Essentially, in Europe, the socialism that the European People themselves created has already Laffered(*) most of the rich, so socialism has now inevitably turned against and is consuming its very own creators: The middle and lower income lemmings that brought socialism to life in the first place.
Its a deadlocked situation from where there is no exit and where the compounding growth deficit compared to world average growth will bring the prosperity levels of Europeans on par with the world average within a few short decades. The strengthening integration of the EU tax cartel will ensure that decline is communitized and thus no nation in the EU escapes that fate. This trajectory in America is essentially what you see under a strengthening Federal Government imposing HopNChange. Good luck.
From Zorba’s dictionary:
(*) “To Laffer someone”: To drive a person past the peak of the shorter term Laffer curve, so that further increases to the tax rate produce negative revenue feedback even within a few short years.
(**) a similar but much more important verb is “To Rahn somebody”: ie. to tax someone enough that his motivation to work drops below the equivalent motivation of his peers in competing nations and your nation enters a relentlessly compounding low growth decline spiral.
P.S. Needless to say, most western democracies have “Rahned” most of their citizens (actually the citizens have “self Rahned” themselves) and this is why virtually none of the developed western democracies can match as much as the average annual world growth trendline ( with the few small exceptions comprised of those nations ranking in the first few spots of the Economic Freedom scale).
PS. Europe still has quite a few very rich people. They are primarily the result of crony capitalism ( they are in the alternative energy business, they are in private-state partnerships, they work for the OECD). All the crony capitalism that comes part and parcel with more coercive collectivism. Below that elite, most typical Europeans live in yardless 1200sqf apartment block cells and drive a 1400cc FIAT (amongst other riches).
Beware of what you wish for Americans! Not that there is much hope — you are now past the point of no return and coercive collectivism has gathered a momentum all of its own. American voter-lemmings are now on autopilot to the self-destruction of a once enviable worldwide prosperity rank.

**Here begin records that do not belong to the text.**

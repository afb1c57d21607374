//! Liveness endpoint.

use axum::Json;
use serde::Serialize;

use crate::domain::foundation::Timestamp;

#[derive(Debug, Clone, Serialize)]
pub struct HealthResponse {
    pub status: &'static str,
    pub timestamp: String,
}

/// GET /health - Always `ok` while the process is serving requests.
pub async fn health_check() -> Json<HealthResponse> {
    Json(HealthResponse {
        status: "ok",
        timestamp: Timestamp::now().to_wire(),
    })
}
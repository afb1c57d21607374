//! Ports - Interfaces for external dependencies.
//!
//! Following hexagonal architecture, ports define the contracts between
//! the domain and the outside world. Adapters implement these ports.
//!
//! - `ConversationRepository` - Conversation/message writes
//! - `ConversationReader` - Conversation list and history queries
//! - `AIProvider` - External reply generator

mod ai_provider;
mod conversation_reader;
mod conversation_repository;

pub use ai_provider::{
    AIError, AIProvider, CompletionRequest, CompletionResponse, Message, MessageRole, ProviderInfo,
};
pub use conversation_reader::ConversationReader;
pub use conversation_repository::ConversationRepository;
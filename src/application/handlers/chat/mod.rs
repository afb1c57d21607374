//! Chat handlers.
//!
//! - `SendMessageHandler` - One customer turn and its generated reply
//! - `ListConversationsHandler` - Recent conversations with previews
//! - `GetHistoryHandler` - Full transcript of one conversation

mod get_history;
mod list_conversations;
mod send_message;

pub use get_history::{GetHistoryError, GetHistoryHandler, GetHistoryQuery};
pub use list_conversations::{ListConversationsHandler, LIST_LIMIT};
pub use send_message::{
    SendMessageCommand, SendMessageError, SendMessageHandler, SendMessageResult, SessionSelector,
    HISTORY_LIMIT,
};
//! Configuration error types

use thiserror::Error;

/// Errors that can occur during configuration loading
#[derive(Debug, Error)]
pub enum ConfigError {
    #[error("Configuration loading failed: {0}")]
    LoadError(#[from] config::ConfigError),

    #[error("Validation failed: {0}")]
    ValidationFailed(#[from] ValidationError),
}

/// Errors that can occur during configuration validation
#[derive(Debug, Error, PartialEq, Eq)]
pub enum ValidationError {
    #[error("Required configuration missing: {0}")]
    MissingRequired(&'static str),

    #[error("Invalid port number")]
    InvalidPort,

    #[error("Invalid bind address: {0}")]
    InvalidBindAddress(String),

    #[error("Request body limit must be greater than zero")]
    InvalidBodyLimit,

    #[error("Invalid database URL format")]
    InvalidDatabaseUrl,

    #[error("Pool min_connections exceeds max_connections")]
    InvalidPoolSize,

    #[error("Pool size exceeds maximum allowed (100)")]
    PoolSizeTooLarge,

    #[error("AI base URL must start with http:// or https://")]
    InvalidAiBaseUrl,

    #[error("AI timeout must be between 1 and 300 seconds")]
    InvalidAiTimeout,
}
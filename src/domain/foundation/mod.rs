//! Foundation module - Shared domain primitives.
//!
//! Contains identifiers, timestamps, and error types that form the
//! vocabulary of the support chat domain.

mod errors;
mod ids;
mod timestamp;

pub use errors::{DomainError, ErrorCode, ValidationError};
pub use ids::{ConversationId, MessageId};
pub use timestamp::Timestamp;
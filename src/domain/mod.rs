//! Domain layer containing business logic and domain types.
//!
//! # Module Organization
//!
//! - `foundation` - Shared domain primitives (IDs, timestamps, errors)
//! - `conversation` - Conversations, messages, and message validation

pub mod conversation;
pub mod foundation;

Those who want to escape (or at least make the best of) this fate should actually COPY Europeans at the PERSONAL level. How did European Old money come to be? Mimic their actions. Forget the older American higher mobility and welcome the European class rigidity of coercive collectivism. This is the phase where American Old Money is been created, once and for all. If you don’t get on board with the crony wealth creation now, your only distant and eventual hope will be emigration somewhere long down the line. Speculation on my part? Yes true. But educated speculation. There are more chances than not that I’ll be right. Or, at least those who think that this is a remote scenario are taking up incredible risk. I have seen the voter-lemming vicious cycle in many European environments and in my opinion you’re in the midst of it.